Lines from the records below that contain the word "FootnoteContext" are to be copied out.

........

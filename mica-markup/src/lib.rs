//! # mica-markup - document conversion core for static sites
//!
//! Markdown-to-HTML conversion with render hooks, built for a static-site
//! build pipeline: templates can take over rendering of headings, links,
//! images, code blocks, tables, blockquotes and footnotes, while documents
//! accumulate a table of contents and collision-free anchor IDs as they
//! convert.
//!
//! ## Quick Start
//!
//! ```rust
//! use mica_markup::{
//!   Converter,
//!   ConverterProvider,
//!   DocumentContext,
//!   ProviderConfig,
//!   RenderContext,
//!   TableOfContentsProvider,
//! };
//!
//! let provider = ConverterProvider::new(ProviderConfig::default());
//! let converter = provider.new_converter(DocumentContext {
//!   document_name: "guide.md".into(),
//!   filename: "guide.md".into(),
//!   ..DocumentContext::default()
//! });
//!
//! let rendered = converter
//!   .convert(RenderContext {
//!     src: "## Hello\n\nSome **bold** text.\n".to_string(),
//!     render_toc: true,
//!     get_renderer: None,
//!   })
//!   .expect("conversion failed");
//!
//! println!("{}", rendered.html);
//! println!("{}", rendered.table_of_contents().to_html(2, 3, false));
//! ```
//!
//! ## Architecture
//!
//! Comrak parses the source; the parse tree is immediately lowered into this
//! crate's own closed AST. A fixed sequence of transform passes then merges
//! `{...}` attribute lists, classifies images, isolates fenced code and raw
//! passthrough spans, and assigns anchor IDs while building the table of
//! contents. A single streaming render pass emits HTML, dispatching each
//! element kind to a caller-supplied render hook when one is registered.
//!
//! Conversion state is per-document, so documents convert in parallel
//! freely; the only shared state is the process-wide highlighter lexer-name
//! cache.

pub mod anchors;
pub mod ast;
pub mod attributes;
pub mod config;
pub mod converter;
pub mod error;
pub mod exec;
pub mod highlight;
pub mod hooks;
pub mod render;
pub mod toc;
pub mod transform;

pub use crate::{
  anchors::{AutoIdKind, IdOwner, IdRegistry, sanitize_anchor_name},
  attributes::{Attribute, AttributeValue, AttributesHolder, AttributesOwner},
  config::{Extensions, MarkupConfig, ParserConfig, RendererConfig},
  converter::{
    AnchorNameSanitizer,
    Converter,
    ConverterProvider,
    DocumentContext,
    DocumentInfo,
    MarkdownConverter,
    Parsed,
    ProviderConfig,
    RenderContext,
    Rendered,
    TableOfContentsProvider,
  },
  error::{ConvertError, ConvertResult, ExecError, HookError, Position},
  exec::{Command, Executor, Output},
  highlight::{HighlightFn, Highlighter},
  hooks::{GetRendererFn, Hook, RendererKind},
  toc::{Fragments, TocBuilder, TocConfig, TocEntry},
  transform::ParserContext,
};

........

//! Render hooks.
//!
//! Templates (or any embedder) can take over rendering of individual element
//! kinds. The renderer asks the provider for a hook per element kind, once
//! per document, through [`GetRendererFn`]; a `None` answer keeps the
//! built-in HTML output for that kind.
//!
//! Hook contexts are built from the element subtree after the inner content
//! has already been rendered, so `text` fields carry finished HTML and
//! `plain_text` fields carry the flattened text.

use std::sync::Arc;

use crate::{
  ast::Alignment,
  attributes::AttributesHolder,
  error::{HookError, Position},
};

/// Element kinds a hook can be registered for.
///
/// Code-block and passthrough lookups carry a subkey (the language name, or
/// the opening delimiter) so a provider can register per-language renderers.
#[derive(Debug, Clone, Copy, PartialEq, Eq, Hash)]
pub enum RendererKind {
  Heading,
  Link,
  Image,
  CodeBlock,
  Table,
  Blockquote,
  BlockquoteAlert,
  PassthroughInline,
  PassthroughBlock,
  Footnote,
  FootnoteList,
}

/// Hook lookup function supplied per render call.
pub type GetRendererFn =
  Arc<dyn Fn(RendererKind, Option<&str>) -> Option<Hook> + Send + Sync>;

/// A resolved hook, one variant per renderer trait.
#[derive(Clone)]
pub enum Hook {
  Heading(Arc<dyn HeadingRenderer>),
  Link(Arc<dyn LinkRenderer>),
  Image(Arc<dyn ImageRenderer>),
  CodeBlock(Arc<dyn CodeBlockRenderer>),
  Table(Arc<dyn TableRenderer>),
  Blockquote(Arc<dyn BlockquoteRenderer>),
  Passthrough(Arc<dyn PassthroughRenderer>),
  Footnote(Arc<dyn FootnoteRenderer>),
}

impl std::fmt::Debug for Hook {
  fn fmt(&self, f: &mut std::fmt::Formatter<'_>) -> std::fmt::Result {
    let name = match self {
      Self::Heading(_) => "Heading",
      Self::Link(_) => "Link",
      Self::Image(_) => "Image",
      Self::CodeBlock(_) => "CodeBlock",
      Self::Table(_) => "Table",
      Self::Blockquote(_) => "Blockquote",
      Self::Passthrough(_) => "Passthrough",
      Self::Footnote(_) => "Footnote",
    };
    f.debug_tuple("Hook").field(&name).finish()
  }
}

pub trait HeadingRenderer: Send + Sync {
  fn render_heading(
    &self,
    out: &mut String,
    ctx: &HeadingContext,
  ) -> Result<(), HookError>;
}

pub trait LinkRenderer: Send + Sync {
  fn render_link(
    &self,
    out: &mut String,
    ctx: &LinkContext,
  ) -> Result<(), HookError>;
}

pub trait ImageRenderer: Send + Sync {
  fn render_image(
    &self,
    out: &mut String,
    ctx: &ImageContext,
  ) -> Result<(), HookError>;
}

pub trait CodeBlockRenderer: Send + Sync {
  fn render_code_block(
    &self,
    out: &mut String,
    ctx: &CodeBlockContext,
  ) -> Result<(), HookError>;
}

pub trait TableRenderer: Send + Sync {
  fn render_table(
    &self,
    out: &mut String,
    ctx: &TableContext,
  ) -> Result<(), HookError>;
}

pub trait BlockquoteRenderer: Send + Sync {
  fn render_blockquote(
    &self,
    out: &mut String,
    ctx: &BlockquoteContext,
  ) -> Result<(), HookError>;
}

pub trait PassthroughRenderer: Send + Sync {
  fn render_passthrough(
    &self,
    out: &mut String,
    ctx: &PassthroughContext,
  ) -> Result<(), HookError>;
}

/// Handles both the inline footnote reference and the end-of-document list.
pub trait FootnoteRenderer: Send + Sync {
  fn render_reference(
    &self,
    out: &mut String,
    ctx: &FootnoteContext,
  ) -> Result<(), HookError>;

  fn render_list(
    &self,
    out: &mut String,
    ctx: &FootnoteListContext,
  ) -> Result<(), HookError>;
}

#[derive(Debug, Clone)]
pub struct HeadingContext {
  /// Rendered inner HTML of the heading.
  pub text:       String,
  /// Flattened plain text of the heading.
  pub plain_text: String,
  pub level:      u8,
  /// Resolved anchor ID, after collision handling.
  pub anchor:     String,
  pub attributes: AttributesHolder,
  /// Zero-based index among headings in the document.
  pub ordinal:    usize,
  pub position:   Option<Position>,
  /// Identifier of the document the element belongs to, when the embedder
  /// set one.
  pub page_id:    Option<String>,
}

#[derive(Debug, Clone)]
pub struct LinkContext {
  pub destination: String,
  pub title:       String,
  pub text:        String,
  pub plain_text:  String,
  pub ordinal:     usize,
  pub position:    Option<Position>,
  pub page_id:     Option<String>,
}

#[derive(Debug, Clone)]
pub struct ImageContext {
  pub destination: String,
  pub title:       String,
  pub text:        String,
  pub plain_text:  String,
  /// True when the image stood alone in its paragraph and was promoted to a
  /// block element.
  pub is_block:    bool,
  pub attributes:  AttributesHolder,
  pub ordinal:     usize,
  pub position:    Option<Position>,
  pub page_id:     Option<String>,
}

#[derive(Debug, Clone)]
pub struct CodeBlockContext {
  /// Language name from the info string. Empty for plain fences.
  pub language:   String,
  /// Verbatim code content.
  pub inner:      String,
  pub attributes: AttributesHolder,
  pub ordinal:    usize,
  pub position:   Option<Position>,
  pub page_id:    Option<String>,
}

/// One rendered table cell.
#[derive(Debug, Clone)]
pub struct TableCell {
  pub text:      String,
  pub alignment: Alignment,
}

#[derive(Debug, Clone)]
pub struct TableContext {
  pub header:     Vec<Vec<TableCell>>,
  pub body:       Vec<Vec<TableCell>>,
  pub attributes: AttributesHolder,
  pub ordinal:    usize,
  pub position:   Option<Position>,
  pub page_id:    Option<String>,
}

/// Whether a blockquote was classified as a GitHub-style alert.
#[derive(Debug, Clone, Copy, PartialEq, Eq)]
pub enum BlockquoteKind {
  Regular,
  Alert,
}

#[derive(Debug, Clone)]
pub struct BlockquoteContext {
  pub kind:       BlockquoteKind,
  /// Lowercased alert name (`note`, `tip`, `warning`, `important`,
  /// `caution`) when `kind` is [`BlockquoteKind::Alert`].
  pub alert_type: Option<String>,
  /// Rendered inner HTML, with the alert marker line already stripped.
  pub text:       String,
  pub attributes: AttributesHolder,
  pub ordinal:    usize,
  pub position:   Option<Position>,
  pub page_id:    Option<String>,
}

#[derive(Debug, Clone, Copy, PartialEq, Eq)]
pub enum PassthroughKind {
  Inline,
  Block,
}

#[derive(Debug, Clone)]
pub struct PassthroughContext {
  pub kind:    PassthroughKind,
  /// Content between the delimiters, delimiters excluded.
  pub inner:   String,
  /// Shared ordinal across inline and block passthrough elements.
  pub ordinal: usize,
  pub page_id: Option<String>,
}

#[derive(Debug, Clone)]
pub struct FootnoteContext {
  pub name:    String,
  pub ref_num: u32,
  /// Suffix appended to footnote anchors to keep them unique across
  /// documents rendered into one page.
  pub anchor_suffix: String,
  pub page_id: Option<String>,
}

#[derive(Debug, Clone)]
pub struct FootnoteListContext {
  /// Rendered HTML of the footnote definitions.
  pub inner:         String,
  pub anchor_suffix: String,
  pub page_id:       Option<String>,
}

........

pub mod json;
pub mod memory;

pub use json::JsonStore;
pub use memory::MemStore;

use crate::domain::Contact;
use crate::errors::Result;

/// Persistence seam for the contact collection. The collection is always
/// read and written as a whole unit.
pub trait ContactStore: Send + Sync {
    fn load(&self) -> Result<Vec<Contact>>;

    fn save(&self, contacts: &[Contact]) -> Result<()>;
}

........

[Exercise response]
    ctx: &FootnoteContext,
pub struct FootnoteContext {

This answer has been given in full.